Andhra Bank, whose insurance venture with Bank of Baroda and Legal & General was launched today, has approached the regulator to protect the trail commission it stands to earn from its distribution tie-up with Life Insurance Corporation of India (LIC).
The bank, which has had a tie-up with LIC for the last four-and-a-half years, may lose out as under the norms, the trail commission can be paid only after a distribution alliance has completed five years. Mutual funds pay trail commissions to intermediaries for keeping clients invested in their funds.
The other option for Andhra Bank is to not hawk products of the new venture, IndiaFirst, which has received the final go-ahead from the Insurance Regulatory and Development Authority (Irda) and is slated to launch products by December-end. An Irda official said, “It is the regulator’s discretion. Since the bank is opening its own insurance venture, there can be a different treatment.”
As an agent, the bank is eligible for commission throughout the tenure of policies. For certain policies, agents get around 40 per cent of the premium amount in the first year.

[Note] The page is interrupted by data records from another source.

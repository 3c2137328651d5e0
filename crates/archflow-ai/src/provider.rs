use async_trait::async_trait;
use thiserror::Error;

/// Failure classes surfaced by a generative-model provider.
///
/// The fallback loop only distinguishes two of them: a missing model advances
/// to the next candidate, a rejected credential aborts the whole loop.
#[derive(Error, Debug)]
pub enum ProviderError {
    #[error("model not found: {0}")]
    ModelNotFound(String),

    #[error("invalid API key: {0}")]
    InvalidApiKey(String),

    #[error("empty response from model")]
    EmptyResponse,

    #[error("network error: {0}")]
    Network(String),

    #[error("request timed out after {0}s")]
    Timeout(u64),

    #[error("provider error ({status}): {message}")]
    Upstream { status: u16, message: String },

    #[error("failed to parse model response: {0}")]
    Parse(String),
}

pub type ProviderResult<T> = std::result::Result<T, ProviderError>;

/// A remote text-generation backend.
///
/// The credential is passed per call rather than at construction so a single
/// shared client can serve caller-supplied keys.
#[async_trait]
pub trait GenerativeProvider: Send + Sync {
    /// Requests a schema-constrained JSON completion from `model` and
    /// returns the raw response text.
    async fn generate(&self, api_key: &str, model: &str, prompt: &str) -> ProviderResult<String>;

    fn provider_name(&self) -> &str;
}
use axum::{
    http::StatusCode,
    response::{IntoResponse, Response},
    Json,
};
use archflow_core::ArchFlowError;
use serde_json::json;
use thiserror::Error;

/// Transport-level error taxonomy. Auth and validation messages surface
/// verbatim to the caller; everything unexpected collapses to a 500.
/// Provider failures never reach this type — they are absorbed into a
/// degraded assessment upstream.
#[derive(Error, Debug)]
pub enum ApiError {
    #[error("{0}")]
    Validation(String),

    #[error("{0}")]
    Auth(String),

    #[error("{0}")]
    NotFound(String),

    #[error("Internal server error: {0}")]
    Internal(String),
}

impl From<ArchFlowError> for ApiError {
    fn from(err: ArchFlowError) -> Self {
        match err {
            ArchFlowError::Validation(msg) => ApiError::Validation(msg),
            ArchFlowError::DuplicateUser => ApiError::Validation(err.to_string()),
            ArchFlowError::InvalidCredentials => ApiError::Auth(err.to_string()),
            ArchFlowError::NotFound(msg) => ApiError::NotFound(msg),
            other => ApiError::Internal(other.to_string()),
        }
    }
}

impl IntoResponse for ApiError {
    fn into_response(self) -> Response {
        let status = match self {
            ApiError::Validation(_) => StatusCode::BAD_REQUEST,
            ApiError::Auth(_) => StatusCode::UNAUTHORIZED,
            ApiError::NotFound(_) => StatusCode::NOT_FOUND,
            ApiError::Internal(_) => StatusCode::INTERNAL_SERVER_ERROR,
        };

        let body = Json(json!({
            "error": self.to_string(),
            "status": status.as_u16()
        }));

        (status, body).into_response()
    }
}

pub type ApiResult<T> = Result<T, ApiError>;
pub mod auth;
pub mod error;
pub mod handlers;
pub mod routes;
pub mod server;
pub mod state;

pub use auth::*;
pub use error::*;
pub use handlers::*;
pub use routes::*;
pub use server::*;
pub use state::*;
use async_trait::async_trait;
use std::collections::HashMap;
use std::path::{Path, PathBuf};
use tokio::sync::RwLock;
use tracing::{debug, warn};

use crate::{models::User, ArchFlowError, Result};

/// Repository interface over user records keyed by email.
///
/// Implementations must make `insert` atomic with respect to the uniqueness
/// check so concurrent registrations for one email serialize.
#[async_trait]
pub trait UserStore: Send + Sync {
    async fn get(&self, email: &str) -> Result<Option<User>>;

    /// Inserts a new user; fails with [`ArchFlowError::DuplicateUser`] when
    /// the email is already present.
    async fn insert(&self, user: User) -> Result<()>;

    async fn exists(&self, email: &str) -> Result<bool>;
}

/// Flat-file store: a JSON map of email to user record, fully loaded at open
/// and rewritten on every insert.
#[derive(Debug)]
pub struct JsonFileStore {
    path: PathBuf,
    users: RwLock<HashMap<String, User>>,
}

impl JsonFileStore {
    /// Opens the store, loading existing records. A missing file yields an
    /// empty store; an unreadable one is an error rather than silent data
    /// loss.
    pub async fn open(path: impl AsRef<Path>) -> Result<Self> {
        let path = path.as_ref().to_path_buf();
        let users = match tokio::fs::read_to_string(&path).await {
            Ok(raw) => serde_json::from_str(&raw)
                .map_err(|e| ArchFlowError::Store(format!("corrupt user database: {}", e)))?,
            Err(e) if e.kind() == std::io::ErrorKind::NotFound => {
                debug!(path = %path.display(), "user database missing, starting empty");
                HashMap::new()
            }
            Err(e) => return Err(e.into()),
        };

        Ok(Self {
            path,
            users: RwLock::new(users),
        })
    }

    async fn persist(&self, users: &HashMap<String, User>) -> Result<()> {
        let raw = serde_json::to_string_pretty(users)?;
        tokio::fs::write(&self.path, raw).await.map_err(|e| {
            warn!(path = %self.path.display(), error = %e, "failed to persist user database");
            ArchFlowError::Io(e)
        })
    }
}

#[async_trait]
impl UserStore for JsonFileStore {
    async fn get(&self, email: &str) -> Result<Option<User>> {
        Ok(self.users.read().await.get(email).cloned())
    }

    async fn insert(&self, user: User) -> Result<()> {
        let mut users = self.users.write().await;
        if users.contains_key(&user.email) {
            return Err(ArchFlowError::DuplicateUser);
        }
        users.insert(user.email.clone(), user);
        self.persist(&users).await
    }

    async fn exists(&self, email: &str) -> Result<bool> {
        Ok(self.users.read().await.contains_key(email))
    }
}

/// In-memory store for tests.
#[derive(Default)]
pub struct MemoryStore {
    users: RwLock<HashMap<String, User>>,
}

impl MemoryStore {
    pub fn new() -> Self {
        Self::default()
    }
}

#[async_trait]
impl UserStore for MemoryStore {
    async fn get(&self, email: &str) -> Result<Option<User>> {
        Ok(self.users.read().await.get(email).cloned())
    }

    async fn insert(&self, user: User) -> Result<()> {
        let mut users = self.users.write().await;
        if users.contains_key(&user.email) {
            return Err(ArchFlowError::DuplicateUser);
        }
        users.insert(user.email.clone(), user);
        Ok(())
    }

    async fn exists(&self, email: &str) -> Result<bool> {
        Ok(self.users.read().await.contains_key(email))
    }
}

Bank of Baroda, the other bank partner in the venture, had terminated its bancassurance partnership with HDFC Standard Life Insurance Company from November 1, MD Mallya, chairman and managing director of Bank of Baroda, said.
BoB has 44 per cent stake in the venture, Andhra Bank has 30 per cent while Legal & General holds the remaining 26 per cent, the limit for foreign direct investment in the sector.
More From This Section
IndiaFirst Life Insurance, which has a paid-up capital of Rs 330 crore, including Rs 130 crore share premium, will initially sell products through the 4,500 branches of BoB and Andhra Bank. The promoters plan to increase the capital base to Rs 2,500 crore by 2015.
IndiaFirst Life, which is awaiting Irda’s approval for launching four products, plans to break even by 2014.